[Available data]
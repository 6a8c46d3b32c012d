// Copyright 2025 Kirky.X
//
// Licensed under the Apache License, Version 2.0 (the "License");
// you may not use this file except in compliance with the License.
// You may obtain a copy of the License at
//
//     http://www.apache.org/licenses/LICENSE-2.0
//
// Unless required by applicable law or agreed to in writing, software
// distributed under the License is distributed on an "AS IS" BASIS,
// WITHOUT WARRANTIES OR CONDITIONS OF ANY KIND, either express or implied.
// See the License for the specific language governing permissions and
// limitations under the License.

use config::{Config, ConfigError, Environment, File};
use serde::Deserialize;

/// 应用程序配置设置
///
/// 包含爬取目标、存储和日志等所有配置项
#[derive(Debug, Deserialize)]
pub struct Settings {
    /// 爬取配置
    pub scraper: ScraperSettings,
    /// 存储配置
    pub storage: StorageSettings,
    /// 日志配置
    pub logging: LoggingSettings,
}

/// 爬取配置设置
#[derive(Debug, Deserialize)]
pub struct ScraperSettings {
    /// 商品列表页的基础URL
    pub base_url: String,
    /// 要加载的列表页数
    pub page_count: u32,
}

/// 存储配置设置
#[derive(Debug, Deserialize)]
pub struct StorageSettings {
    /// CSV结果文件的存放目录
    pub data_dir: String,
}

/// 日志配置设置
#[derive(Debug, Deserialize)]
pub struct LoggingSettings {
    /// 每次运行的日志文件存放目录
    pub dir: String,
}

impl Settings {
    /// 创建新的配置实例
    ///
    /// 从环境变量加载配置，支持默认值
    ///
    /// # Returns
    ///
    /// * `Ok(Settings)` - 成功加载的配置
    /// * `Err(ConfigError)` - 配置加载失败
    pub fn new() -> Result<Self, ConfigError> {
        let env = std::env::var("APP_ENVIRONMENT").unwrap_or_else(|_| "default".to_string());
        let builder = Config::builder()
            // Start with default settings
            .set_default("scraper.base_url", "https://goldapple.ru/parfjumerija")?
            .set_default("scraper.page_count", 3)?
            // Default Storage settings
            .set_default("storage.data_dir", "scraped_data")?
            // Default Logging settings
            .set_default("logging.dir", "logs")?
            .add_source(File::with_name("config/default").required(false))
            .add_source(File::with_name(&format!("config/{}", env)).required(false))
            .add_source(Environment::with_prefix("SCRAPRS").separator("__"));

        builder.build()?.try_deserialize()
    }
}
// Copyright 2025 Kirky.X
//
// Licensed under the Apache License, Version 2.0 (the "License");
// you may not use this file except in compliance with the License.
// You may obtain a copy of the License at
//
//     http://www.apache.org/licenses/LICENSE-2.0
//
// Unless required by applicable law or agreed to in writing, software
// distributed under the License is distributed on an "AS IS" BASIS,
// WITHOUT WARRANTIES OR CONDITIONS OF ANY KIND, either express or implied.
// See the License for the specific language governing permissions and
// limitations under the License.

use thiserror::Error;

use crate::domain::models::scrape_result::ScrapeResult;

/// 验证错误类型
#[derive(Error, Debug)]
pub enum ValidationError {
    /// 页数超出允许范围
    #[error("The number of pages must be between 0 and 100,000 (exclusive)")]
    PageCountOutOfRange,
    /// 抓取数据的列长度不一致
    #[error("Scraped data columns have unequal lengths")]
    UnevenColumns,
}

/// 验证器特质
///
/// 对单个值做一次性校验，失败时返回具体的验证错误
pub trait Validator<T> {
    fn validate(&self, value: T) -> Result<(), ValidationError>;
}

/// 页数验证器
///
/// 页数必须严格落在 (0, 100000) 开区间内，越界值直接拒绝而不截断
pub struct PageCountValidator;

impl Validator<u32> for PageCountValidator {
    fn validate(&self, value: u32) -> Result<(), ValidationError> {
        if (1..100_000).contains(&value) {
            Ok(())
        } else {
            Err(ValidationError::PageCountOutOfRange)
        }
    }
}

/// 抓取结果验证器
///
/// 保存前确认所有列的长度一致
pub struct ScrapedDataValidator;

impl<'a> Validator<&'a ScrapeResult> for ScrapedDataValidator {
    fn validate(&self, value: &'a ScrapeResult) -> Result<(), ValidationError> {
        let expected = value.len();
        if value.columns().iter().all(|column| column.len() == expected) {
            Ok(())
        } else {
            Err(ValidationError::UnevenColumns)
        }
    }
}

#[cfg(test)]
mod tests {
    use super::*;
    use crate::domain::models::scrape_result::ProductRecord;

    fn record(name: &str) -> ProductRecord {
        ProductRecord {
            link: "https://goldapple.ru/19000012345".to_string(),
            name: name.to_string(),
            price: "1 832₽".to_string(),
            rating: "4.8".to_string(),
            description: "eau de parfum".to_string(),
            how_to_use: "no information".to_string(),
            country_of_origin: "Франция".to_string(),
        }
    }

    #[test]
    fn test_page_count_bounds() {
        assert!(PageCountValidator.validate(0).is_err());
        assert!(PageCountValidator.validate(1).is_ok());
        assert!(PageCountValidator.validate(99_999).is_ok());
        assert!(PageCountValidator.validate(100_000).is_err());
    }

    #[test]
    fn test_even_columns_pass() {
        let mut result = ScrapeResult::new();
        result.push(record("first"));
        result.push(record("second"));
        assert!(ScrapedDataValidator.validate(&result).is_ok());
    }

    #[test]
    fn test_uneven_columns_fail() {
        let mut result = ScrapeResult::new();
        result.push(record("first"));
        result.name.push("stray value".to_string());
        assert!(matches!(
            ScrapedDataValidator.validate(&result),
            Err(ValidationError::UnevenColumns)
        ));
    }
}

[What to work on] Set the lines down exactly, from the first line of the records to the line where "with default settings" appears, with both ends kept.

[Task response]
repository 6a8c46d3b32c012d
// Copyright 2025 Kirky.X
//
// Licensed under the Apache License, Version 2.0 (the "License");
// you may not use this file except in compliance with the License.
// You may obtain a copy of the License at
//
//     http://www.apache.org/licenses/LICENSE-2.0
//
// Unless required by applicable law or agreed to in writing, software
// distributed under the License is distributed on an "AS IS" BASIS,
// WITHOUT WARRANTIES OR CONDITIONS OF ANY KIND, either express or implied.
// See the License for the specific language governing permissions and
// limitations under the License.

use config::{Config, ConfigError, Environment, File};
use serde::Deserialize;

/// 应用程序配置设置
///
/// 包含爬取目标、存储和日志等所有配置项
#[derive(Debug, Deserialize)]
pub struct Settings {
    /// 爬取配置
    pub scraper: ScraperSettings,
    /// 存储配置
    pub storage: StorageSettings,
    /// 日志配置
    pub logging: LoggingSettings,
}

/// 爬取配置设置
#[derive(Debug, Deserialize)]
pub struct ScraperSettings {
    /// 商品列表页的基础URL
    pub base_url: String,
    /// 要加载的列表页数
    pub page_count: u32,
}

/// 存储配置设置
#[derive(Debug, Deserialize)]
pub struct StorageSettings {
    /// CSV结果文件的存放目录
    pub data_dir: String,
}

/// 日志配置设置
#[derive(Debug, Deserialize)]
pub struct LoggingSettings {
    /// 每次运行的日志文件存放目录
    pub dir: String,
}

impl Settings {
    /// 创建新的配置实例
    ///
    /// 从环境变量加载配置，支持默认值
    ///
    /// # Returns
    ///
    /// * `Ok(Settings)` - 成功加载的配置
    /// * `Err(ConfigError)` - 配置加载失败
    pub fn new() -> Result<Self, ConfigError> {
        let env = std::env::var("APP_ENVIRONMENT").unwrap_or_else(|_| "default".to_string());
        let builder = Config::builder()
            // Start with default settings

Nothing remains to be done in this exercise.